Rand Merchant Investment Holdings
- Type: Public
- Traded as: JSE: RMIJ
- Industry: Insurance Financial services
- Founded: 2010; 16 years ago
- Defunct: 2022; 4 years ago
- Fate: Became OUTsurance Group
- Headquarters: Johannesburg, South Africa
- Number of locations: Worldwide
- Key people: Jannie Durandt (Chairman)
- Products: Insurance and Asset Management
- Revenue: ZAR: 13.69 billion (2015)
- Net income: ZAR: 3.51 billion (2015)
- Total assets: ZAR: 32.32 billion (2015)
- Total equity: ZAR: 18.08 billion (2015)

= Rand Merchant Investment Holdings =

Defunct South African insurance holding company

Rand Merchant Investment Holdings (also referred to as RMI Holdings) was a listed South African financial services investment holding company that held various insurance brands in nine different countries.

In 2022, the group underwent a substantial restructuring. Some assets were unbundled, and OUTsurance was retained as the group's principal underlying business. RMIH was then renamed OUTsurance Group.

== Overview ==
RMI Holdings was listed on the JSE and insurance and investment products and services to retail, commercial, corporate and public sector customers. The group has its headquarters in Sandton, South Africa.

== History ==

RMI Holdings was incorporated and registered in South Africa on 24 March 2010 as a wholly owned subsidiary of RMB Holdings. On 7 March 2011, RMB Holdings (RMBH), Remgro and FirstRand span off their insurance assets to RMI Holdings and separately listing it on the JSE.

The RMB Holdings restructure was announced on 10 December 2010. Its aim was to create separate focused insurance and banking entities. Prior to the restructure RMB Holdings portfolio comprised
- FirstRand – 30% Shareholding.
- OUTsurance – 58.5% Shareholding – RMB Holdings held 45% of OUTsurance directly and an additional 45% through FirstRand bring the total control to 58.5%.
- Momentum Metropolitan Holdings – 18% Shareholding.
- Discovery – 25% Shareholding.
- RMB-Structured Insurance – 76% Shareholding.

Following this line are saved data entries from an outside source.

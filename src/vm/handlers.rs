//! Collects every VM-handler function out of a parsed `Ast` and assigns
//! each a stable `handler_index`.

use crate::ast::{Ast, Block, Expr, ExprKind, FunctionBody, Stmt, StmtKind};
use crate::vm::inference::infer_opcode;
use crate::vm::render::render_block;
use crate::vm::stats::AnalyzerStats;
use crate::vm::types::VMHandler;
use ahash::AHasher;
use std::hash::{Hash, Hasher};

struct Found<'a> {
    name_hint: String,
    body: &'a FunctionBody,
}

pub fn extract_handlers(ast: &Ast) -> (Vec<VMHandler>, AnalyzerStats) {
    let mut found = Vec::new();
    walk_block(&ast.body, &mut found);

    let mut stats = AnalyzerStats {
        handlers_found: found.len(),
        ..AnalyzerStats::default()
    };
    let mut next_fallback_index = 0u32;
    let handlers = found
        .into_iter()
        .map(|f| {
            let index = f
                .body
                .handler_index
                .or_else(|| first_decimal_run(&f.name_hint))
                .unwrap_or_else(|| {
                    let idx = hash_index(&f.name_hint, next_fallback_index);
                    next_fallback_index += 1;
                    idx
                });
            let (opcode, rule) = infer_opcode(&f.name_hint, &f.body.body);
            stats.record(rule);
            VMHandler {
                index,
                opcode,
                body_code: render_block(&f.body.body),
                encrypted: false,
                decrypted_code: None,
            }
        })
        .collect();
    (handlers, stats)
}

fn walk_block<'a>(block: &'a Block, out: &mut Vec<Found<'a>>) {
    for stmt in block {
        walk_stmt(stmt, out);
    }
}

fn walk_stmt<'a>(stmt: &'a Stmt, out: &mut Vec<Found<'a>>) {
    match &stmt.node {
        StmtKind::FunctionDecl { name, body, .. } => {
            if body.vm_handler {
                out.push(Found {
                    name_hint: name_hint(name),
                    body,
                });
            }
            walk_block(&body.body, out);
        }
        StmtKind::Assign { targets, values, .. } => {
            for (i, v) in values.iter().enumerate() {
                let hint = targets.get(i).map(name_hint).unwrap_or_default();
                walk_expr(v, &hint, out);
            }
        }
        StmtKind::ExprStmt(e) => walk_expr(e, "", out),
        StmtKind::Block(b) => walk_block(b, out),
        StmtKind::If { branches, else_block } => {
            for (cond, body) in branches {
                walk_expr(cond, "", out);
                walk_block(body, out);
            }
            if let Some(b) = else_block {
                walk_block(b, out);
            }
        }
        StmtKind::For { init, body, .. } => {
            for e in init {
                walk_expr(e, "", out);
            }
            walk_block(body, out);
        }
        StmtKind::While { cond, body } => {
            walk_expr(cond, "", out);
            walk_block(body, out);
        }
        StmtKind::Repeat { body, cond } => {
            walk_block(body, out);
            walk_expr(cond, "", out);
        }
        StmtKind::Return(exprs) => {
            for e in exprs {
                walk_expr(e, "", out);
            }
        }
        StmtKind::Break | StmtKind::Goto(_) | StmtKind::Label(_) => {}
    }
}

fn walk_expr<'a>(expr: &'a Expr, hint: &str, out: &mut Vec<Found<'a>>) {
    match &expr.node {
        ExprKind::Function(body) => {
            if body.vm_handler {
                out.push(Found {
                    name_hint: hint.to_string(),
                    body,
                });
            }
            walk_block(&body.body, out);
        }
        ExprKind::Binary { lhs, rhs, .. } => {
            walk_expr(lhs, "", out);
            walk_expr(rhs, "", out);
        }
        ExprKind::Unary { operand, .. } => walk_expr(operand, "", out),
        ExprKind::Call { callee, args, .. } => {
            walk_expr(callee, "", out);
            for a in args {
                walk_expr(a, "", out);
            }
        }
        ExprKind::TableCtor { fields, .. } => {
            for f in fields {
                if let Some(k) = &f.key {
                    walk_expr(k, "", out);
                }
                walk_expr(&f.value, "", out);
            }
        }
        _ => {}
    }
}

fn name_hint(expr: &Expr) -> String {
    match &expr.node {
        ExprKind::Identifier { name, .. } => name.clone(),
        ExprKind::Binary {
            op: crate::ast::BinOp::Index,
            rhs,
            ..
        } => {
            if let ExprKind::Literal(crate::ast::Literal::Str(s)) = &rhs.node {
                s.clone()
            } else {
                String::new()
            }
        }
        _ => String::new(),
    }
}

/// The first maximal decimal run in `name`, e.g. `"op_42b"` -> `42`.
fn first_decimal_run(name: &str) -> Option<u32> {
    let bytes = name.as_bytes();
    let mut i = 0;
    while i < bytes.len() {
        if bytes[i].is_ascii_digit() {
            let start = i;
            while i < bytes.len() && bytes[i].is_ascii_digit() {
                i += 1;
            }
            if let Ok(n) = name[start..i].parse() {
                return Some(n);
            }
        } else {
            i += 1;
        }
    }
    None
}

fn hash_index(name: &str, salt: u32) -> u32 {
    let mut hasher = AHasher::default();
    name.hash(&mut hasher);
    salt.hash(&mut hasher);
    (hasher.finish() % 1000) as u32
}

#[cfg(test)]
mod tests {
    use super::*;
    use crate::lexer::tokenize;
    use crate::parser::parse;

    fn handlers_of(src: &str) -> Vec<VMHandler> {
        let (tokens, _) = tokenize(src.as_bytes());
        let (ast, _, _) = parse(&tokens);
        extract_handlers(&ast).0
    }

    #[test]
    fn finds_named_handler_with_explicit_index() {
        let handlers = handlers_of("function handler_7(a, b) return a end");
        assert_eq!(handlers.len(), 1);
        assert_eq!(handlers[0].index, 7);
    }

    #[test]
    fn derives_index_from_embedded_digits_when_unmarked() {
        let handlers = handlers_of("function vm_step_13(a) MOVE(a, a) end");
        assert_eq!(handlers.len(), 1);
        assert_eq!(handlers[0].index, 13);
    }

    #[test]
    fn finds_anonymous_handler_assigned_into_table() {
        let handlers = handlers_of(
            "handlers[1] = function(a, b, c) return execute_bytecode_op(a, b, c) end",
        );
        assert_eq!(handlers.len(), 1);
    }

    #[test]
    fn non_handler_functions_are_not_collected() {
        let handlers = handlers_of("function add(a, b) return a + b end");
        assert!(handlers.is_empty());
    }
}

The restructure was aimed at separating of RMBH's insurance and banking interests and was executed as follows:

- The transfer of the RMBH, Remgro and FirstRand's insurance interests to its newly incorporated wholly owned subsidiary, RMI Holdings. These insurance assets were transferred in exchange of additional shares in RMI Holdings.
- The unbundling of RMBH's shares in RMI Holdings to RMBH shareholders and the separate listing of RMI Holdings on the JSE by way of introduction. RMI Holdings would then become an insurance-focused investment entity.

The RMBH restructure was completed on 7 March 2011 and the shares of RMIH started trading at the JSE on the same day. This restructure was made possible due to the common shareholding in RMB Holding, Remgro and FirstRand. However, to date RMB Holdings and RMI Holdings share the same management team and resources under a management contract.

In January 2016, the firm changed its name to Rand Merchant Investment Holdings. This was in line with the firm's strategy to invest in the broader financial services sector and beyond the insurance industry. In the same year, RMI Holdings announced that it would be selling its entire shareholding in RMB-SI to Santam.

In 2022, RMIH holding embarked on a restructure of its operations. This involved the unbundling its entire stake in Discovery Limited and Momentum Metropolitan Holdings Limited to its shareholders and the sale of its stake Hastings Group Holdings plc. The company also changed its name to OUTsurance Group.

== Investment portfolio ==

During its existence, RMI Holdings held investments in a range of insurance, financial services and technology businesses. Its principal investments included:

- OUTsurance Holdings Limited – RMI's largest investment, in which it held an 83.6% interest. OUTsurance Holdings conducted short- and long-term insurance activities in South Africa and other markets, including through its OUTsurance and Youi brands.

- Discovery Limited – RMI previously held a 25.8% interest in the financial services group.

- MMI Holdings Limited – RMI previously held a 25.2% interest in MMI Holdings, a South African financial services group formed through the merger of Momentum and Metropolitan.

- Hastings Group Holdings plc – RMI acquired a 29.9% interest in the British general insurance group in 2016.

- RMB-SI Investments Proprietary Limited – RMI previously held a 76% interest in the insurance investment company, which held interests in several insurance and financial services businesses. RMI sold its entire interest to Santam in March 2017.

- RMI Investment Managers – RMI's wholly owned investment advisory business.

- Entersekt – RMI held a 25.1% interest in the online banking security company.

- AlphaCode – RMI's wholly owned technology and venture capital business, which held investments including a 25.1% interest in Merchant Capital and a 3.5% interest in Prodigy Finance.

==Governance==
RMI Holdings was governed by a sixteen-person board of directors with Gerrit Thomas Ferreira serving as Chairman.